FDA Grants Orphan Drug Status to KRRO-110 for Alpha-1 Antitrypsin Deficiency

On March 14, 2025, Korro Bio, Inc. (Nasdaq: KRRO), a clinical-stage biopharmaceutical firm, announced that the U.S. Food and Drug Administration (FDA) has granted orphan drug designation to its investigational medicine KRRO-110. This designation is for the treatment of Alpha-1 Antitrypsin Deficiency (AATD), a rare condition affecting the liver and lungs. The Chief Medical Officer of Korro, Dr. Kemi Olugemo, emphasized the significance of this milestone, highlighting the urgent need for innovative treatments for AATD patients. KRRO-110 aims to address both liver and lung symptoms associated with the condition, marking a potential breakthrough in therapy.

KRRO-110 is being developed using Korro’s proprietary OPERATM platform and is currently under evaluation in the Phase 1/2a REWRITE clinical study. The initial two single ascending dose cohorts in healthy volunteers have been completed, with interim results anticipated in the latter half of 2025. The FDA's orphan drug designation is pivotal as it provides various incentives for drug development, including tax credits, fee exemptions, and the possibility of market exclusivity post-approval.

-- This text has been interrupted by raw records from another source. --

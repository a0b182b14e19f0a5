use axum::Router;

pub mod catalog;
pub mod geography;
pub mod system;
pub mod users;

/// Router for every endpoint except `/health`.
pub fn router() -> Router {
    Router::new()
        .merge(geography::router())
        .nest("/roles", catalog::roles_router())
        .nest("/permissions", catalog::permissions_router())
        .nest("/users", users::router())
}

/// Parse a path segment into an id; a bad segment is a validation error.
pub(crate) fn path_id<T>(raw: &str) -> Result<T, axum::response::Response>
where
    T: core::str::FromStr<Err = geoaccess_core::DomainError>,
{
    raw.parse().map_err(super::errors::domain_error_to_response)
}
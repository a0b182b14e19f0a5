//! Scope model for permission grants.
//!
//! A grant's scope is recorded as a `(country, region, department)` triple where
//! every component is independently nullable:
//!
//! | country | region | department | meaning |
//! |---------|--------|------------|---------|
//! | -       | -      | -          | global |
//! | set     | -      | -          | the country and everything below it |
//! | set     | set    | -          | the region and its departments |
//! | set     | set    | set        | the department only |
//!
//! Callers never submit a triple. They submit a [`ScopeRef`] naming a single
//! level and id, and the resolver fills in the ancestors from the hierarchy.
//! This module holds the pure parts: the submission type, the stored triple,
//! the resolved [`Ancestry`] and the canonical [`GrantKey`].

use core::str::FromStr;

use serde::{Deserialize, Serialize};

use geoaccess_core::{CountryId, DepartmentId, DomainError, DomainResult, PermissionId, RegionId};

use crate::geography::{Country, Department, Region};

// ─────────────────────────────────────────────────────────────────────────────
// Submission
// ─────────────────────────────────────────────────────────────────────────────

/// Scope as submitted by a caller: one level and one id, nothing else.
#[derive(Debug, Copy, Clone, PartialEq, Eq, Hash, Serialize, Deserialize)]
#[serde(tag = "level", content = "id", rename_all = "snake_case")]
pub enum ScopeRef {
    Global,
    Country(CountryId),
    Region(RegionId),
    Department(DepartmentId),
}
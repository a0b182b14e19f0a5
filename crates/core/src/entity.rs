//! Entity trait: identity + continuity across state changes.

/// Entity marker + minimal interface.
pub trait Entity {
    /// Strongly-typed entity identifier.
    type Id: Copy + Ord + core::hash::Hash + core::fmt::Debug;

    /// Returns the entity identifier.
    fn id(&self) -> Self::Id;

    /// Display name used for ordering listings (ascending, case-sensitive).
    fn sort_name(&self) -> &str;
}

/// Sort entities by name ascending, using the identifier as tie-breaker so the
/// order is total and deterministic.
pub fn sort_by_name<E: Entity>(items: &mut [E]) {
    items.sort_by(|a, b| {
        a.sort_name()
            .cmp(b.sort_name())
            .then_with(|| a.id().cmp(&b.id()))
    });
}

The REWRITE study is a comprehensive, two-part trial that assesses the safety and tolerability of KRRO-110 across 64 participants, including both healthy individuals and AATD patients with the PiZZ genotype. It is designed to help determine the optimal dosing for future studies, with interim data from the first part expected later in 2025 and overall study completion projected for 2026.

AATD is a genetic disorder primarily resulting from a single missense mutation in the SERPINA1 gene, leading to conditions such as pulmonary emphysema and liver cirrhosis in affected adults. KRRO-110 is the first RNA editing candidate from Korro’s OPERA™ platform, utilizing RNA editing oligonucleotides. It functions by employing an endogenous enzyme, Adenosine Deaminase Acting on RNA (ADAR), to correct a genetic variant in SERPINA1 RNA, thereby restoring the secretion of normal AAT protein. This correction aims to clear protein aggregates from liver cells, potentially improving liver function and preserving lung health by ensuring adequate AAT protein production.

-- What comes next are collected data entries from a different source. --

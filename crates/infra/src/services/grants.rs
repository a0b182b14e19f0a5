//! Scoped grant engine.
//!
//! Every grant request is resolved server-side into a canonical
//! [`GrantKey`]; the caller never supplies ancestor ids. A batch is
//! deduplicated in memory first, then written with skip-on-conflict so
//! that re-granting an existing `(permission, scope)` is a no-op, not an error.

use std::collections::BTreeSet;
use std::sync::Arc;

use serde::Serialize;
use tracing::{debug, info, instrument};

use geoaccess_auth::{
    GrantBatchOutcome, GrantKey, GrantRequest, GrantView, NewUser, ScopeRef, UserProfile,
    collapse_duplicates,
};
use geoaccess_core::{DomainError, DomainResult, PermissionId, UserId};

use super::directory::UserDirectory;
use super::resolver::ScopeResolver;
use crate::store::AccessStore;

/// A freshly created user plus what happened to its initial grant batch.
#[derive(Debug, Clone, PartialEq, Eq, Serialize)]
pub struct CreatedUser {
    pub user: UserProfile,
    pub grants: GrantBatchOutcome,
}

pub struct GrantEngine<S: ?Sized> {
    store: Arc<S>,
    resolver: ScopeResolver<S>,
    directory: UserDirectory<S>,
}

impl<S: ?Sized> Clone for GrantEngine<S> {
    fn clone(&self) -> Self {
        Self {
            store: Arc::clone(&self.store),
            resolver: self.resolver.clone(),
            directory: self.directory.clone(),
        }
    }
}

impl<S> GrantEngine<S>
where
    S: AccessStore + ?Sized,
{
    pub fn new(store: Arc<S>, directory: UserDirectory<S>) -> Self {
        Self {
            resolver: ScopeResolver::new(Arc::clone(&store)),
            store,
            directory,
        }
    }

    /// Create a user and its initial grants in one atomic write.
    ///
    /// All validation (user fields, references, every grant's scope and
    /// permission) happens before the write. If the user cannot be inserted,
    /// no grant is written; grants that already exist are skipped.
    #[instrument(
        skip(self, new_user, requests),
        fields(role_id = ?new_user.role_id, requested = requests.len()),
        err
    )]
    pub async fn create_user_with_grants(
        &self,
        new_user: NewUser,
        requests: &[GrantRequest],
    ) -> DomainResult<CreatedUser> {
        let validated = self.directory.check(new_user).await?;
        let (keys, collapsed) = self.resolve_batch(requests).await?;
        let draft = self.directory.seal(validated)?;

        let (user, mut outcome) = self.store.insert_user_with_grants(draft, &keys).await?;
        outcome.collapsed = collapsed;
        log_outcome(user.id, &outcome);
        info!(user_id = %user.id, "user created");

        Ok(CreatedUser {
            user: self.directory.profile(user.id).await?,
            grants: outcome,
        })
    }

    /// Add grants to an existing user with the same resolution and
    /// deduplication rules as the initial batch.
    #[instrument(skip(self, requests), fields(user_id = %user_id, requested = requests.len()), err)]
    pub async fn grant_permissions(
        &self,
        user_id: UserId,
        requests: &[GrantRequest],
    ) -> DomainResult<GrantBatchOutcome> {
        self.require_user(user_id).await?;
        let (keys, collapsed) = self.resolve_batch(requests).await?;

        let mut outcome = self.store.insert_grants(user_id, &keys).await?;
        outcome.collapsed = collapsed;
        log_outcome(user_id, &outcome);
        Ok(outcome)
    }

    /// Remove one grant. `NotFound` if the user has no grant of that permission
    /// at exactly that scope.
    #[instrument(skip(self), fields(user_id = %user_id, permission_id = %permission_id), err)]
    pub async fn revoke_grant(
        &self,
        user_id: UserId,
        permission_id: PermissionId,
        target: ScopeRef,
    ) -> DomainResult<GrantKey> {
        self.require_user(user_id).await?;
        let key = self.resolver.canonical_key(permission_id, target).await?;

        if !self.store.remove_grant(user_id, &key).await? {
            return Err(DomainError::not_found(format!("user {user_id} has no grant {key}")));
        }
        info!(grant = %key, "grant revoked");
        Ok(key)
    }

    /// The user's `(permission, scope)` pairs exactly as recorded, by
    /// permission name. Widening a country grant to its regions is left to
    /// whoever consumes this list.
    #[instrument(skip(self), fields(user_id = %user_id), err)]
    pub async fn resolve_effective_grants(&self, user_id: UserId) -> DomainResult<Vec<GrantView>> {
        self.require_user(user_id).await?;
        let grants = self.store.grants(Some(user_id)).await?;
        self.directory.grant_views(grants).await
    }

    /// Resolve every request to its canonical key, check the permissions exist
    /// and collapse duplicates.
    async fn resolve_batch(&self, requests: &[GrantRequest]) -> DomainResult<(Vec<GrantKey>, usize)> {
        let mut keys = Vec::with_capacity(requests.len());
        let mut known = BTreeSet::new();

        for request in requests {
            if known.insert(request.permission_id)
                && self.store.permission(request.permission_id).await?.is_none()
            {
                return Err(DomainError::not_found(format!(
                    "permission {} does not exist",
                    request.permission_id
                )));
            }
            keys.push(
                self.resolver
                    .canonical_key(request.permission_id, request.scope)
                    .await?,
            );
        }

        Ok(collapse_duplicates(keys))
    }

    async fn require_user(&self, user_id: UserId) -> DomainResult<()> {
        match self.store.user(user_id).await? {
            Some(_) => Ok(()),
            None => Err(DomainError::not_found(format!("user {user_id} does not exist"))),
        }
    }
}

fn log_outcome(user_id: UserId, outcome: &GrantBatchOutcome) {
    for key in &outcome.skipped {
        debug!(user_id = %user_id, grant = %key, "grant already present, skipped");
    }
    info!(
        user_id = %user_id,
        inserted = outcome.inserted.len(),
        skipped = outcome.skipped.len(),
        collapsed = outcome.collapsed,
        "grant batch written"
    );
}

Korro Bio, based in Cambridge, Massachusetts, is committed to advancing a new class of genetic medicines that utilize RNA editing. This approach offers increased precision and potential improved long-term tolerability compared to traditional DNA editing methods. By focusing on RNA, Korro aims to expand the possibilities of genetic medicine, providing more precise and adjustable treatments.

The company's strategic goal is to leverage its proprietary platform to deliver effective genetic therapies using established oligonucleotide delivery methods. Korro's innovative approach is designed to harness the body's natural RNA editing processes for therapeutic purposes, potentially leading to significant advancements in the treatment of both rare and common diseases.

Korro is actively working on a portfolio of programs and is dedicated to bringing its medicines to patients. With a strong emphasis on regulatory compliance and efficient drug development, Korro is poised to make strides in the biopharmaceutical landscape through its innovative RNA-based therapies.